After 10 treatments, the patient reported an 80% decrease in her gastric pain and associated symptoms, as well as her headache and dizziness. She no longer experienced burning epigastric pain upon waking in the morning, and the epigastric pain that remained had decreased from a moderate level of pain to a low level of pain. Additionally, she no longer experienced any acid regurgitation after meals, or belching before or after eating. Her nausea became sporadic, rather than daily, and decreased in severity. She reported an improvement in her appetite. She still woke several times in the night, though gastric pain was no longer the cause. The patient could not note if there was more improvement in her epigastric pain and associated symptoms on either Liu Wei Di Huang Wan or Stomach Formula.
Her headaches decreased in severity and frequency. Before treatment, she experienced headaches daily. After treatment, she could last several to many days without a headache. Her dizziness was still consistent, though it decreased in severity. Additionally, she no longer experienced night sweats, and the heat sensation in the afternoon decreased in severity and frequency. The patient reported more significant improvement in her headaches and dizziness, night sweats and heat sensation while taking Liu Wei Di Huang Wan.
The patient would experience a recurrence of her epigastric pain when she would overindulge in spicy and/or greasy foods.
According to the District Health Office of Makawanpur, 80% of cases reported to the Hetauda Hospital are for epigastric pain or gastritis. Therefore, it is pertinent to address the nature of gastric pain and what effect acupuncture, Chinese herbs and other forms of supplementation can have on the condition.

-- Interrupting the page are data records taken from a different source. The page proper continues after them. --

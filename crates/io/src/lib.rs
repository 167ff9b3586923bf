//! `calsync-io`: file, store and provider plumbing around the engine.
//!
//! Raw and processed CSV files, the institutions TOML file, the SQLite
//! destination store, and the chunked fetch driver.

pub mod error;
pub mod fetch;
pub mod institutions;
pub mod processed;
pub mod raw;
pub mod store;

pub use error::{FetchError, IoError, StoreError};
pub use fetch::{fetch_events, query_window, EventSource, QueryWindow, RetryPolicy, SnapshotSource};
pub use institutions::{canonical_tickers, load_institutions};
pub use processed::{read_processed, write_processed};
pub use raw::{read_raw, write_raw};
pub use store::{upload, DestinationStore, SqliteStore, UploadReport};
//! Ticker variants: alternate-market listings of the same institution.
//!
//! The provider sometimes files a domestic bank's events under its foreign
//! listing (`RY-US` instead of `RY-CA`). The fetch queries both forms, and the
//! [`VariantMap`] built here folds every form back to the canonical ticker.

use std::collections::BTreeMap;

use tracing::debug;

use crate::config::VariantRules;

/// Queried ticker -> canonical ticker. Built once per run, immutable after.
#[derive(Debug, Clone, Default, PartialEq, Eq)]
pub struct VariantMap {
    canonical_of: BTreeMap<String, String>,
}

impl VariantMap {
    pub fn canonical(&self, ticker: &str) -> Option<&str> {
        self.canonical_of.get(ticker).map(String::as_str)
    }

    /// True when `ticker` is itself a canonical identifier.
    pub fn is_canonical(&self, ticker: &str) -> bool {
        self.canonical(ticker) == Some(ticker)
    }

    /// Alternates that fold into `canonical`.
    pub fn alternates_of<'a>(&'a self, canonical: &'a str) -> impl Iterator<Item = &'a str> + 'a {
        self.canonical_of
            .iter()
            .filter(move |(from, to)| to.as_str() == canonical && from.as_str() != canonical)
            .map(|(from, _)| from.as_str())
    }

    pub fn iter(&self) -> impl Iterator<Item = (&str, &str)> {
        self.canonical_of.iter().map(|(k, v)| (k.as_str(), v.as_str()))
    }

    pub fn len(&self) -> usize {
        self.canonical_of.len()
    }

    pub fn is_empty(&self) -> bool {
        self.canonical_of.is_empty()
    }
}

/// Expanded query set plus the map that folds it back.
#[derive(Debug, Clone, Default, PartialEq, Eq)]
pub struct Expansion {
    /// Canonical tickers first (input order), then synthesized alternates.
    pub query: Vec<String>,
    pub map: VariantMap,
}

/// Expand canonical tickers with their foreign-market alternates.
pub fn expand_variants(canonical: &[String], rules: &VariantRules) -> Expansion {
    let mut expansion = Expansion::default();

    // Canonicals are registered first so an alternate can never claim a
    // ticker that was itself listed as canonical.
    for ticker in canonical {
        let ticker = ticker.trim();
        if ticker.is_empty() || expansion.map.canonical_of.contains_key(ticker) {
            continue;
        }
        expansion
            .map
            .canonical_of
            .insert(ticker.to_string(), ticker.to_string());
        expansion.query.push(ticker.to_string());
    }

    let canonicals = expansion.query.clone();
    for ticker in &canonicals {
        if rules.exclude.iter().any(|e| e == ticker) {
            continue;
        }
        let Some(base) = ticker.strip_suffix(rules.domestic_suffix.as_str()) else {
            continue;
        };
        let alternate = format!("{base}{}", rules.foreign_suffix);
        if expansion.map.canonical_of.contains_key(&alternate) {
            debug!(ticker = %ticker, alternate = %alternate, "alternate already queried, not remapped");
            continue;
        }
        expansion
            .map
            .canonical_of
            .insert(alternate.clone(), ticker.clone());
        expansion.query.push(alternate);
    }

    expansion
}

/// How provider tickers are folded back to canonical form.
#[derive(Debug, Clone, Copy)]
pub enum TickerNormalizer<'a> {
    /// Through the run's variant map.
    Variants(&'a VariantMap),
    /// Fixed `<base><foreign>` -> `<base><domestic>` rewrite for the configured bases.
    SuffixRewrite(&'a VariantRules),
}

impl TickerNormalizer<'_> {
    pub fn normalize(&self, ticker: &str) -> String {
        let ticker = ticker.trim();
        match self {
            Self::Variants(map) => map.canonical(ticker).unwrap_or(ticker).to_string(),
            Self::SuffixRewrite(rules) => {
                let rewritten = rules.rewrite_bases.iter().find_map(|base| {
                    let foreign = format!("{base}{}", rules.foreign_suffix);
                    (ticker == foreign).then(|| format!("{base}{}", rules.domestic_suffix))
                });
                rewritten.unwrap_or_else(|| ticker.to_string())
            }
        }
    }
}
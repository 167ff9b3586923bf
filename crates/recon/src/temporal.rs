//! Provider timestamps -> UTC instant, local instant, local date, local label.

use chrono::{DateTime, NaiveDate, NaiveDateTime, NaiveTime, SecondsFormat, TimeZone, Utc};
use chrono_tz::Tz;
use tracing::warn;

use crate::config::TimeRules;
use crate::error::ReconError;

/// The four temporal output columns. All empty when the input is missing or
/// unparseable.
#[derive(Debug, Clone, Default, PartialEq, Eq)]
pub struct LocalTimes {
    pub utc: String,
    pub local: String,
    pub date: String,
    pub label: String,
}

impl LocalTimes {
    pub fn is_empty(&self) -> bool {
        self.utc.is_empty()
    }
}

#[derive(Debug, Clone)]
pub struct TemporalNormalizer {
    zone: Tz,
    abbreviations: Vec<String>,
}

impl TemporalNormalizer {
    pub fn new(rules: &TimeRules) -> Result<Self, ReconError> {
        Ok(Self {
            zone: rules.tz()?,
            abbreviations: rules.abbreviations.clone(),
        })
    }

    pub fn zone(&self) -> Tz {
        self.zone
    }

    pub fn expects_abbreviation(&self, abbr: &str) -> bool {
        self.abbreviations.iter().any(|a| a == abbr)
    }

    /// Normalize one provider timestamp.
    ///
    /// With `unconfirmed` set the provider had no time of day and stored
    /// midnight UTC. Converting that through the zone offset would move a
    /// west-of-UTC event to the previous day, so the local date is anchored to
    /// the UTC calendar date and the local instant is local midnight.
    pub fn normalize(&self, value: Option<&str>, unconfirmed: bool) -> LocalTimes {
        let Some(raw) = value.map(str::trim).filter(|v| !v.is_empty()) else {
            return LocalTimes::default();
        };
        let Some(utc) = parse_instant(raw) else {
            warn!(value = %raw, "failed to parse event datetime");
            return LocalTimes::default();
        };

        if unconfirmed {
            let date = utc.date_naive();
            let midnight = date.and_time(NaiveTime::MIN);
            let local = self
                .zone
                .from_local_datetime(&midnight)
                .earliest()
                .unwrap_or_else(|| self.zone.from_utc_datetime(&midnight));
            let abbr = local.format("%Z").to_string();
            self.check_abbreviation(&abbr);
            return LocalTimes {
                utc: utc.to_rfc3339_opts(SecondsFormat::AutoSi, false),
                local: local.to_rfc3339_opts(SecondsFormat::AutoSi, false),
                date: date.format("%Y-%m-%d").to_string(),
                label: format!("00:00 {abbr}"),
            };
        }

        let local = utc.with_timezone(&self.zone);
        let abbr = local.format("%Z").to_string();
        self.check_abbreviation(&abbr);
        LocalTimes {
            utc: utc.to_rfc3339_opts(SecondsFormat::AutoSi, false),
            local: local.to_rfc3339_opts(SecondsFormat::AutoSi, false),
            date: local.format("%Y-%m-%d").to_string(),
            label: format!("{} {abbr}", local.format("%H:%M")),
        }
    }

    fn check_abbreviation(&self, abbr: &str) {
        if !self.expects_abbreviation(abbr) {
            warn!(zone = %self.zone, abbreviation = %abbr, "unexpected timezone abbreviation");
        }
    }
}

const OFFSET_FORMATS: [&str; 4] = [
    "%Y-%m-%d %H:%M:%S%.f%:z",
    "%Y-%m-%dT%H:%M:%S%.f%z",
    "%Y-%m-%d %H:%M:%S%.f%z",
    "%Y-%m-%dT%H:%M%:z",
];

const NAIVE_FORMATS: [&str; 4] = [
    "%Y-%m-%dT%H:%M:%S%.f",
    "%Y-%m-%d %H:%M:%S%.f",
    "%Y-%m-%dT%H:%M",
    "%Y-%m-%d %H:%M",
];

/// Parse a provider timestamp. Values without an offset are taken as UTC;
/// a bare date is midnight UTC.
pub fn parse_instant(value: &str) -> Option<DateTime<Utc>> {
    let value = value.trim();

    if let Ok(dt) = DateTime::parse_from_rfc3339(value) {
        return Some(dt.with_timezone(&Utc));
    }
    for fmt in OFFSET_FORMATS {
        if let Ok(dt) = DateTime::parse_from_str(value, fmt) {
            return Some(dt.with_timezone(&Utc));
        }
    }

    let naive_part = value
        .strip_suffix('Z')
        .or_else(|| value.strip_suffix('z'))
        .unwrap_or(value);
    for fmt in NAIVE_FORMATS {
        if let Ok(naive) = NaiveDateTime::parse_from_str(naive_part, fmt) {
            return Some(naive.and_utc());
        }
    }
    NaiveDate::parse_from_str(naive_part, "%Y-%m-%d")
        .ok()
        .map(|d| d.and_time(NaiveTime::MIN).and_utc())
}

#[cfg(test)]
mod tests {
    use super::*;

    fn toronto() -> TemporalNormalizer {
        TemporalNormalizer::new(&TimeRules::default()).unwrap()
    }

    #[test]
    fn converts_confirmed_time_to_local() {
        let t = toronto().normalize(Some("2024-03-15T14:30:00Z"), false);
        assert_eq!(t.utc, "2024-03-15T14:30:00+00:00");
        assert_eq!(t.local, "2024-03-15T10:30:00-04:00");
        assert_eq!(t.date, "2024-03-15");
        assert_eq!(t.label, "10:30 EDT");
    }

    #[test]
    fn naive_timestamp_is_utc() {
        let t = toronto().normalize(Some("2024-01-15 00:00:00"), false);
        assert_eq!(t.utc, "2024-01-15T00:00:00+00:00");
        assert_eq!(t.local, "2024-01-14T19:00:00-05:00");
        assert_eq!(t.date, "2024-01-14");
        assert_eq!(t.label, "19:00 EST");
    }

    #[test]
    fn offset_timestamp_is_converted_to_utc() {
        let t = toronto().normalize(Some("2024-03-15T10:30:00+02:00"), false);
        assert_eq!(t.utc, "2024-03-15T08:30:00+00:00");
        assert_eq!(t.label, "04:30 EDT");
    }

    #[test]
    fn python_style_offset_is_accepted() {
        let t = toronto().normalize(Some("2024-11-20 13:00:00+00:00"), false);
        assert_eq!(t.utc, "2024-11-20T13:00:00+00:00");
        assert_eq!(t.label, "08:00 EST");
    }

    #[test]
    fn unconfirmed_midnight_keeps_utc_date_west_of_utc() {
        let t = toronto().normalize(Some("2024-03-15T00:00:00Z"), true);
        assert_eq!(t.utc, "2024-03-15T00:00:00+00:00");
        assert_eq!(t.local, "2024-03-15T00:00:00-04:00");
        assert_eq!(t.date, "2024-03-15");
        assert_eq!(t.label, "00:00 EDT");
    }

    #[test]
    fn unconfirmed_midnight_keeps_utc_date_east_of_utc() {
        let rules = TimeRules {
            zone: "Asia/Tokyo".into(),
            abbreviations: vec!["JST".into()],
            ..TimeRules::default()
        };
        let t = TemporalNormalizer::new(&rules)
            .unwrap()
            .normalize(Some("2024-03-15T00:00:00Z"), true);
        assert_eq!(t.date, "2024-03-15");
        assert_eq!(t.local, "2024-03-15T00:00:00+09:00");
        assert_eq!(t.label, "00:00 JST");
    }

    #[test]
    fn missing_or_garbage_input_yields_empty() {
        let n = toronto();
        assert_eq!(n.normalize(None, false), LocalTimes::default());
        assert_eq!(n.normalize(Some(""), true), LocalTimes::default());
        assert!(n.normalize(Some("next tuesday"), false).is_empty());
    }

    #[test]
    fn unexpected_abbreviation_still_returns_value() {
        let rules = TimeRules {
            zone: "Europe/London".into(),
            ..TimeRules::default()
        };
        let t = TemporalNormalizer::new(&rules)
            .unwrap()
            .normalize(Some("2024-01-10T09:00:00Z"), false);
        assert_eq!(t.label, "09:00 GMT");
        assert_eq!(t.date, "2024-01-10");
    }

    #[test]
    fn parse_instant_variants() {
        let expect = Utc.with_ymd_and_hms(2024, 5, 1, 12, 0, 0).unwrap();
        assert_eq!(parse_instant("2024-05-01T12:00:00Z"), Some(expect));
        assert_eq!(parse_instant("2024-05-01T12:00:00"), Some(expect));
        assert_eq!(parse_instant("2024-05-01 12:00"), Some(expect));
        assert_eq!(parse_instant("2024-05-01T12:00:00.000Z"), Some(expect));
        assert_eq!(parse_instant("2024-05-01T08:00:00-04:00"), Some(expect));
        assert_eq!(
            parse_instant("2024-05-01"),
            Some(Utc.with_ymd_and_hms(2024, 5, 1, 0, 0, 0).unwrap())
        );
        assert_eq!(parse_instant("05/01/2024"), None);
    }
}
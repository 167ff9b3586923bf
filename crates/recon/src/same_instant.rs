use std::collections::{BTreeMap, HashMap, HashSet};

use tracing::{debug, info};

use crate::model::{SameInstantReport, StagedEvent};

/// Collapse events of prioritized categories that share a ticker and exact UTC
/// instant, keeping the highest-priority (lowest index) category. Categories
/// not in `priority` pass through untouched.
pub fn resolve_same_instant(
    events: Vec<StagedEvent>,
    priority: &[String],
) -> (Vec<StagedEvent>, SameInstantReport) {
    let mut report = SameInstantReport::default();
    if priority.is_empty() {
        return (events, report);
    }

    let rank: HashMap<&str, usize> = priority
        .iter()
        .enumerate()
        .map(|(i, category)| (category.as_str(), i))
        .collect();

    let mut groups: BTreeMap<(&str, &str), Vec<usize>> = BTreeMap::new();
    for (idx, staged) in events.iter().enumerate() {
        if rank.contains_key(staged.event.event_type.as_str()) {
            let key = (
                staged.event.ticker.as_str(),
                staged.event.event_date_time_utc.as_str(),
            );
            groups.entry(key).or_default().push(idx);
        }
    }

    let mut dropped: HashSet<usize> = HashSet::new();
    for ((ticker, instant), members) in &groups {
        if members.len() < 2 {
            continue;
        }
        // min_by_key keeps the first of equal ranks
        let Some(&winner) = members
            .iter()
            .min_by_key(|&&i| rank[events[i].event.event_type.as_str()])
        else {
            continue;
        };
        debug!(
            ticker = %ticker,
            instant = %instant,
            kept = %events[winner].event.event_type,
            dropped = members.len() - 1,
            "same-instant group resolved"
        );
        dropped.extend(members.iter().copied().filter(|&i| i != winner));
    }
    report.dropped = dropped.len();

    let kept: Vec<StagedEvent> = events
        .into_iter()
        .enumerate()
        .filter(|(idx, _)| !dropped.contains(idx))
        .map(|(_, staged)| staged)
        .collect();

    if report.dropped > 0 {
        info!(dropped = report.dropped, "merged events with identical ticker and instant");
    }
    (kept, report)
}

#[cfg(test)]
mod tests {
    use super::*;
    use crate::model::CanonicalEvent;

    fn staged(ticker: &str, category: &str, utc: &str) -> StagedEvent {
        StagedEvent {
            event: CanonicalEvent {
                ticker: ticker.into(),
                event_type: category.into(),
                event_date_time_utc: utc.into(),
                ..CanonicalEvent::default()
            },
            provenance: Default::default(),
        }
    }

    fn priority() -> Vec<String> {
        ["Earnings", "ConfirmedEarningsRelease", "ProjectedEarningsRelease"]
            .map(String::from)
            .to_vec()
    }

    #[test]
    fn highest_priority_survives() {
        let at = "2024-02-27T11:00:00+00:00";
        let events = vec![
            staged("BMO-CA", "ProjectedEarningsRelease", at),
            staged("BMO-CA", "Earnings", at),
            staged("BMO-CA", "ConfirmedEarningsRelease", at),
        ];
        let (kept, report) = resolve_same_instant(events, &priority());
        assert_eq!(kept.len(), 1);
        assert_eq!(kept[0].event.event_type, "Earnings");
        assert_eq!(report.dropped, 2);
    }

    #[test]
    fn unlisted_categories_and_other_instants_pass_through() {
        let at = "2024-02-27T11:00:00+00:00";
        let events = vec![
            staged("BMO-CA", "Earnings", at),
            staged("BMO-CA", "Dividend", at),
            staged("BMO-CA", "ConfirmedEarningsRelease", "2024-02-27T12:00:00+00:00"),
            staged("TD-CA", "ConfirmedEarningsRelease", at),
        ];
        let (kept, report) = resolve_same_instant(events.clone(), &priority());
        assert_eq!(kept, events);
        assert_eq!(report.dropped, 0);
    }

    #[test]
    fn empty_priority_is_noop() {
        let at = "2024-02-27T11:00:00+00:00";
        let events = vec![staged("BMO-CA", "Earnings", at), staged("BMO-CA", "Earnings", at)];
        let (kept, _) = resolve_same_instant(events.clone(), &[]);
        assert_eq!(kept, events);
    }
}
//! `calsync fetch`: pull raw events for the expanded ticker set.

pub mod http;

use std::path::{Path, PathBuf};
use std::time::Duration;

use calsync_io::fetch::FetchReport;
use calsync_io::{
    canonical_tickers, fetch_events, load_institutions, query_window, write_raw, EventSource,
    QueryWindow, RetryPolicy, SnapshotSource,
};
use calsync_recon::{expand_variants, RuleSet};
use chrono::{Local, NaiveDate};
use clap::Args;

use crate::exit_codes::{EXIT_FETCH_UPSTREAM, EXIT_USAGE};
use crate::stages::load_rules;
use crate::CliError;

pub const DEFAULT_PAST_MONTHS: u32 = 6;
pub const DEFAULT_FUTURE_MONTHS: u32 = 6;

#[derive(Args, Debug, Clone)]
#[group(required = true, multiple = false)]
pub struct SourceArgs {
    /// Provider CSV dump to serve events from
    #[arg(long)]
    pub snapshot: Option<PathBuf>,

    /// Calendar-events endpoint (credentials from CALSYNC_API_USERNAME / CALSYNC_API_PASSWORD)
    #[arg(long, env = "CALSYNC_SOURCE_URL")]
    pub url: Option<String>,
}

#[derive(Args, Debug, Clone, Default)]
pub struct WindowArgs {
    /// Window start (YYYY-MM-DD). Requires --to.
    #[arg(long, requires = "to")]
    pub from: Option<String>,

    /// Window end inclusive (YYYY-MM-DD). Requires --from.
    #[arg(long, requires = "from")]
    pub to: Option<String>,

    /// Whole months before today (ignored with --from/--to)
    #[arg(long, default_value_t = DEFAULT_PAST_MONTHS)]
    pub past_months: u32,

    /// Whole months after today (ignored with --from/--to)
    #[arg(long, default_value_t = DEFAULT_FUTURE_MONTHS)]
    pub future_months: u32,

    /// Pause between monthly chunks, in milliseconds
    #[arg(long, default_value_t = 0)]
    pub chunk_delay_ms: u64,
}

/// Where events come from.
#[derive(Debug, Clone, PartialEq, Eq)]
pub enum SourceSpec {
    Snapshot(PathBuf),
    Http(String),
}

impl SourceArgs {
    fn spec(&self) -> Result<SourceSpec, CliError> {
        match (&self.snapshot, &self.url) {
            (Some(path), None) => Ok(SourceSpec::Snapshot(path.clone())),
            (None, Some(url)) => Ok(SourceSpec::Http(url.clone())),
            _ => Err(CliError::args("pass exactly one of --snapshot or --url")),
        }
    }
}

pub fn open_source(spec: &SourceSpec, rules: &RuleSet) -> Result<Box<dyn EventSource>, CliError> {
    match spec {
        SourceSpec::Snapshot(path) => Ok(Box::new(SnapshotSource::load(path, &rules.fields)?)),
        SourceSpec::Http(url) => {
            let credentials = http::credentials_from_env()?;
            Ok(Box::new(http::HttpSource::new(url, credentials, rules.fields.clone())?))
        }
    }
}

fn parse_date(flag: &str, value: &str) -> Result<NaiveDate, CliError> {
    NaiveDate::parse_from_str(value, "%Y-%m-%d").map_err(|_| {
        CliError::args(format!("invalid --{flag} date '{value}'")).with_hint("use YYYY-MM-DD")
    })
}

/// Explicit `--from`/`--to`, else whole months around `today`.
pub fn resolve_window(args: &WindowArgs, today: NaiveDate) -> Result<QueryWindow, CliError> {
    match (&args.from, &args.to) {
        (Some(from), Some(to)) => {
            let window = QueryWindow {
                start: parse_date("from", from)?,
                end: parse_date("to", to)?,
            };
            if window.start > window.end {
                return Err(CliError::new(EXIT_USAGE, format!("--from {from} is after --to {to}")));
            }
            Ok(window)
        }
        _ => Ok(query_window(today, args.past_months, args.future_months)?),
    }
}

/// Fetch every chunk of `window` and write the raw file. Fails only when
/// every chunk failed.
pub fn fetch_stage(
    source: &dyn EventSource,
    institutions: &Path,
    rules: &RuleSet,
    window: &QueryWindow,
    policy: &RetryPolicy,
    out: &Path,
) -> Result<FetchReport, CliError> {
    let table = load_institutions(institutions)?;
    let expansion = expand_variants(&canonical_tickers(&table), &rules.variants);

    let (events, report) = fetch_events(source, &expansion.query, window, policy);
    if report.chunks > 0 && report.failed_chunks == report.chunks {
        return Err(CliError::new(
            EXIT_FETCH_UPSTREAM,
            format!("all {} chunk(s) failed from {}", report.chunks, source.name()),
        ));
    }
    write_raw(out, &events, &rules.fields)?;
    eprintln!(
        "fetched: {} events for {} tickers, {} to {} ({} of {} chunks ok)",
        events.len(),
        expansion.query.len(),
        window.start,
        window.end,
        report.chunks - report.failed_chunks,
        report.chunks,
    );
    Ok(report)
}

pub fn cmd_fetch(
    source: SourceArgs,
    institutions: PathBuf,
    rules: Option<PathBuf>,
    out: PathBuf,
    window: WindowArgs,
) -> Result<(), CliError> {
    let rules = load_rules(rules.as_deref())?;
    let spec = source.spec()?;
    let query = resolve_window(&window, Local::now().date_naive())?;
    let policy = RetryPolicy {
        chunk_delay: Duration::from_millis(window.chunk_delay_ms),
        ..RetryPolicy::default()
    };

    let source = open_source(&spec, &rules)?;
    fetch_stage(source.as_ref(), &institutions, &rules, &query, &policy, &out)?;
    eprintln!("wrote {}", out.display());
    Ok(())
}

#[cfg(test)]
mod tests {
    use super::*;

    fn date(y: i32, m: u32, d: u32) -> NaiveDate {
        NaiveDate::from_ymd_opt(y, m, d).unwrap()
    }

    #[test]
    fn explicit_window_wins() {
        let args = WindowArgs {
            from: Some("2024-01-01".into()),
            to: Some("2024-03-31".into()),
            ..WindowArgs::default()
        };
        let window = resolve_window(&args, date(2030, 1, 1)).unwrap();
        assert_eq!(window.start, date(2024, 1, 1));
        assert_eq!(window.end, date(2024, 3, 31));
    }

    #[test]
    fn month_window_around_today() {
        let args = WindowArgs {
            past_months: 1,
            future_months: 2,
            ..WindowArgs::default()
        };
        let window = resolve_window(&args, date(2024, 2, 15)).unwrap();
        assert_eq!(window.start, date(2024, 1, 1));
        assert_eq!(window.end, date(2024, 4, 30));
    }

    #[test]
    fn reversed_window_is_usage_error() {
        let args = WindowArgs {
            from: Some("2024-03-01".into()),
            to: Some("2024-01-01".into()),
            ..WindowArgs::default()
        };
        assert_eq!(resolve_window(&args, date(2024, 1, 1)).unwrap_err().code, EXIT_USAGE);
    }

    #[test]
    fn bad_date_has_hint() {
        let err = parse_date("from", "01/02/2024").unwrap_err();
        assert_eq!(err.hint.as_deref(), Some("use YYYY-MM-DD"));
    }
}
//! `calsync-recon`: Calendar event reconciliation engine.
//!
//! Pure engine crate: receives pre-loaded provider records, returns one
//! canonical event per reconciliation key plus a run summary.
//! No CLI or IO dependencies.

pub mod config;
pub mod consolidate;
pub mod engine;
pub mod error;
pub mod evidence;
pub mod filter;
pub mod fiscal;
pub mod merge;
pub mod model;
pub mod same_instant;
pub mod temporal;
pub mod transform;
pub mod validate;
pub mod variants;

pub use config::RuleSet;
pub use engine::{load_raw_events, run};
pub use error::ReconError;
pub use model::{CanonicalEvent, RawEvent, ReconInput, ReconResult, OUTPUT_COLUMNS};
pub use variants::{expand_variants, VariantMap};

The patient responded well to the treatment plan, with combination therapy of acupuncture, herbs and antacids, with varying degrees of efficacy at mitigating the patient’s symptoms outlined above. The combination therapy is important for the management of the patient’s epigastric pain, and I think that decreased efficacy would result if treatments were to be used out of combination. With continued treatment, it is expected that the patient will continue to improve.